La Sindrome di Capgras rappresenta ancora oggi un vero e proprio rompicapo per psicologi, neuropsicologi, psichiatri e neurologi. L’eziologia del fenomeno è piena di zone d’ombra ed è tuttora oggetto di numerose ricerche. Tra le terapie attualmente utilizzate troviamo i farmaci antipsicotici, gli antidepressivi e la psicoterapia, ma di sicuro le nuove conoscenze che acquisiranno gli specialisti nel futuro permetteranno l’affinamento degli attuali trattamenti e la messa a punto di nuove alternative terapeutiche più specifiche ed efficaci.
Bibliografia
Benson, D.F., Gardner, H., & Meadows, J.C (1976). Reduplicative paramnesia. Neurology, 26,147-51.
Bianchi, A., Coccanari de’ Fornari, M.A., Fiori Nastro, P., Rusconi, A.C., Carlone, C., & Biondi, M. (2012). La sindrome di Capgras: cenni storici, aspetti psicopatologici, psicorganici e psicofunzionali. Journal of Psycopathology, 18, 156-163.
Capgras, J. & Reboul-Lachaux, J. (1923). L’illusion des ‘sosies’ dans un delire systematize chronique. Bulletin de la Societe Clinique de Medicine Mental, 11, 6-16.
Enoch, D.M. (1986). Whose double?
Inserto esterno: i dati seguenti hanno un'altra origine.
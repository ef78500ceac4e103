//! Grid map module - the static tile world
//!
//! The map is a `width x height` grid of tile symbols with a declared set of
//! solid symbols. Uses a flat array (row-major, `y * width + x`) for cache
//! locality and a 256-entry lookup table for solid membership so the hot
//! paths (ray casting, collision) never scan the solid set.
//!
//! Coordinates: `(x, y)` where x grows left to right, y grows top to bottom in
//! the authored ASCII rows. Lookups outside the grid return `None`, which is a
//! defined outcome and never a solid-set hit.

use crate::error::{ConfigError, Result};
use crate::types::{Symbol, BRICK_TILE, EMPTY_TILE, SLATE_TILE, WALL_TILE};

/// Built-in 16x16 level.
const BUILTIN_ROWS: [&str; 16] = [
    "################",
    "#..............#",
    "#.BB........SS.#",
    "#.B..........S.#",
    "#..............#",
    "#..............#",
    "#..............#",
    "#..............#",
    "#..............#",
    "#..............#",
    "#..............#",
    "#..............#",
    "#.S..........B.#",
    "#.SS........BB.#",
    "#..............#",
    "################",
];

/// Solid symbols of the built-in level, in declared order.
pub const BUILTIN_SOLID: [Symbol; 3] = [WALL_TILE, BRICK_TILE, SLATE_TILE];

/// Immutable tile grid.
#[derive(Debug, Clone, PartialEq)]
pub struct GridMap {
    width: usize,
    height: usize,
    /// Flat array of tiles, row-major order (y * width + x)
    tiles: Vec<Symbol>,
    /// Solid symbols in declared order (duplicates dropped)
    solid: Vec<Symbol>,
    /// Membership table indexed by symbol
    solid_lut: [bool; 256],
}

impl GridMap {
    /// Build a map from a flat tile sequence.
    ///
    /// Fails when a dimension is zero, the tile count is not `width * height`,
    /// the solid set is empty, or the empty tile symbol is declared solid.
    pub fn new(width: usize, height: usize, tiles: Vec<Symbol>, solid: &[Symbol]) -> Result<Self> {
        if width == 0 || height == 0 {
            return Err(ConfigError::ZeroDimension { width, height });
        }
        let expected = width * height;
        if tiles.len() != expected {
            return Err(ConfigError::TileCountMismatch {
                width,
                height,
                expected,
                actual: tiles.len(),
            });
        }
        if solid.is_empty() {
            return Err(ConfigError::NoSolidSymbols);
        }
        if solid.contains(&EMPTY_TILE) {
            return Err(ConfigError::EmptySymbolSolid(EMPTY_TILE));
        }
        Ok(Self::from_parts(width, height, tiles, solid))
    }

    /// Build a map from ASCII rows. All rows must have the same length.
    ///
    /// ```
    /// use tui_raycaster_core::GridMap;
    ///
    /// let map = GridMap::from_rows(&["###", "#.#", "###"], b"#").unwrap();
    /// assert_eq!(map.get(1, 1), Some(b'.'));
    /// assert_eq!(map.get(3, 0), None);
    /// assert!(map.is_solid(b'#'));
    /// ```
    pub fn from_rows<S: AsRef<str>>(rows: &[S], solid: &[Symbol]) -> Result<Self> {
        let height = rows.len();
        let width = rows.first().map(|r| r.as_ref().len()).unwrap_or(0);
        let mut tiles = Vec::with_capacity(width * height);
        for (row, line) in rows.iter().enumerate() {
            let bytes = line.as_ref().as_bytes();
            if bytes.len() != width {
                return Err(ConfigError::RaggedRow {
                    row,
                    expected: width,
                    actual: bytes.len(),
                });
            }
            tiles.extend_from_slice(bytes);
        }
        Self::new(width, height, tiles, solid)
    }

    /// The built-in 16x16 level with three wall materials.
    pub fn builtin() -> Self {
        let mut tiles = Vec::with_capacity(16 * 16);
        for row in BUILTIN_ROWS {
            tiles.extend_from_slice(row.as_bytes());
        }
        Self::from_parts(16, 16, tiles, &BUILTIN_SOLID)
    }

    /// Rows of the built-in level, for settings files and tests.
    pub fn builtin_rows() -> &'static [&'static str] {
        &BUILTIN_ROWS
    }

    fn from_parts(width: usize, height: usize, tiles: Vec<Symbol>, solid: &[Symbol]) -> Self {
        let mut declared = Vec::with_capacity(solid.len());
        let mut solid_lut = [false; 256];
        for &s in solid {
            if !solid_lut[s as usize] {
                solid_lut[s as usize] = true;
                declared.push(s);
            }
        }
        Self {
            width,
            height,
            tiles,
            solid: declared,
            solid_lut,
        }
    }

    pub fn width(&self) -> usize {
        self.width
    }

    pub fn height(&self) -> usize {
        self.height
    }

    pub fn tiles(&self) -> &[Symbol] {
        &self.tiles
    }

    /// Solid symbols in declared order.
    pub fn solid_symbols(&self) -> &[Symbol] {
        &self.solid
    }

    #[inline(always)]
    fn index(&self, x: i32, y: i32) -> Option<usize> {
        if x < 0 || y < 0 || x as usize >= self.width || y as usize >= self.height {
            return None;
        }
        Some((y as usize) * self.width + (x as usize))
    }

    /// Tile at `(x, y)`. Returns `None` when out of bounds.
    #[inline]
    pub fn get(&self, x: i32, y: i32) -> Option<Symbol> {
        self.index(x, y).map(|i| self.tiles[i])
    }

    /// Whether `symbol` is in the solid set.
    #[inline(always)]
    pub fn is_solid(&self, symbol: Symbol) -> bool {
        self.solid_lut[symbol as usize]
    }

    /// The solid symbol at `(x, y)`, or `None` for open or out-of-bounds tiles.
    #[inline]
    pub fn solid_at(&self, x: i32, y: i32) -> Option<Symbol> {
        self.get(x, y).filter(|&s| self.is_solid(s))
    }

    /// Whether a body may not occupy `(x, y)`: out of bounds or solid.
    #[inline]
    pub fn is_blocked(&self, x: i32, y: i32) -> bool {
        match self.get(x, y) {
            Some(s) => self.is_solid(s),
            None => true,
        }
    }

    /// Whether the continuous point `(x, y)` lies in `[0, width) x [0, height)`.
    #[inline]
    pub fn contains(&self, x: f32, y: f32) -> bool {
        x >= 0.0 && y >= 0.0 && x < self.width as f32 && y < self.height as f32
    }

    /// Tile containing the continuous point `(x, y)` (floored).
    #[inline]
    pub fn tile_at_point(&self, x: f32, y: f32) -> Option<Symbol> {
        if !x.is_finite() || !y.is_finite() {
            return None;
        }
        self.get(x.floor() as i32, y.floor() as i32)
    }
}
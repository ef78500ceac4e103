//! Terminal display surface for the frame loop.

use std::fmt::Write as _;

use anyhow::Result;
use arrayvec::ArrayString;

use crate::core::PixelBuffer;
use crate::engine::Display;
use crate::fb::FrameBuffer;
use crate::renderer::TerminalRenderer;
use crate::types::WINDOW_TITLE;
use crate::view::{HalfBlockView, Viewport};

/// Presents pixel buffers as half-block cells on the terminal.
pub struct TerminalDisplay {
    renderer: TerminalRenderer,
    view: HalfBlockView,
    fb: FrameBuffer,
    viewport: Viewport,
    show_fps: bool,
    fps: Option<u32>,
}

impl TerminalDisplay {
    pub fn new(viewport: Viewport, show_fps: bool) -> Self {
        Self {
            renderer: TerminalRenderer::new(),
            view: HalfBlockView::default(),
            fb: FrameBuffer::new(viewport.width, viewport.height),
            viewport,
            show_fps,
            fps: None,
        }
    }

    /// Size the display to the current terminal.
    pub fn from_terminal(show_fps: bool) -> std::io::Result<Self> {
        let (w, h) = crossterm::terminal::size()?;
        Ok(Self::new(Viewport::new(w, h), show_fps))
    }

    pub fn enter(&mut self) -> std::io::Result<()> {
        self.renderer.enter()
    }

    pub fn exit(&mut self) -> std::io::Result<()> {
        self.renderer.exit()
    }

    pub fn viewport(&self) -> Viewport {
        self.viewport
    }
}

impl Display for TerminalDisplay {
    fn present(&mut self, frame: &PixelBuffer) -> Result<()> {
        self.view.render_into(frame, &mut self.fb);
        if let (true, Some(fps)) = (self.show_fps, self.fps) {
            self.view.draw_fps(&mut self.fb, fps);
        }
        self.renderer.draw_swap(&mut self.fb)
    }

    fn pixel_size(&self) -> (usize, usize) {
        self.viewport.pixel_size()
    }

    fn resize(&mut self, cols: u16, rows: u16) -> Result<()> {
        self.viewport = Viewport::new(cols, rows);
        self.renderer.invalidate();
        Ok(())
    }

    fn set_fps(&mut self, fps: u32) -> Result<()> {
        self.fps = Some(fps);
        let mut title = ArrayString::<64>::new();
        if write!(title, "{} | FPS: {}", WINDOW_TITLE, fps).is_ok() {
            self.renderer.set_title(&title)?;
        }
        Ok(())
    }
}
The psychopathology of the delusional misidentification syndromes, especially the Capgras’ syndrome. Bibliotheca Psychiatrica, 164, 22-9.
Joseph, A.B. (1986). Focal central nervous system abnormalities in patients with misidentification syndromes. Bibliotheca Psychiatrica, 164, 68-79.
Koç, A. & Hocaoglu, C. (2021). What is Capgras Syndrome? Diagnosis and Treatment Approach. 10.5772. Intechopen, 91153.
Madoz-Gúrpide, A. & Hillers-Rodríguez, R. (2010) Capgras delusion: A review of aetiological theories. Revista de Neurologia, 50, 420-30.
Pick, A. (1903). On reduplicative paramnesia. Brain, 26(1903), 242-267.
Weinstein, E.A., Kahn, R.L., & Sugarman, L.A. (1952). Phenomenon of reduplication. AMA Archive of Neurology and Psychiatry , 67, 808-14.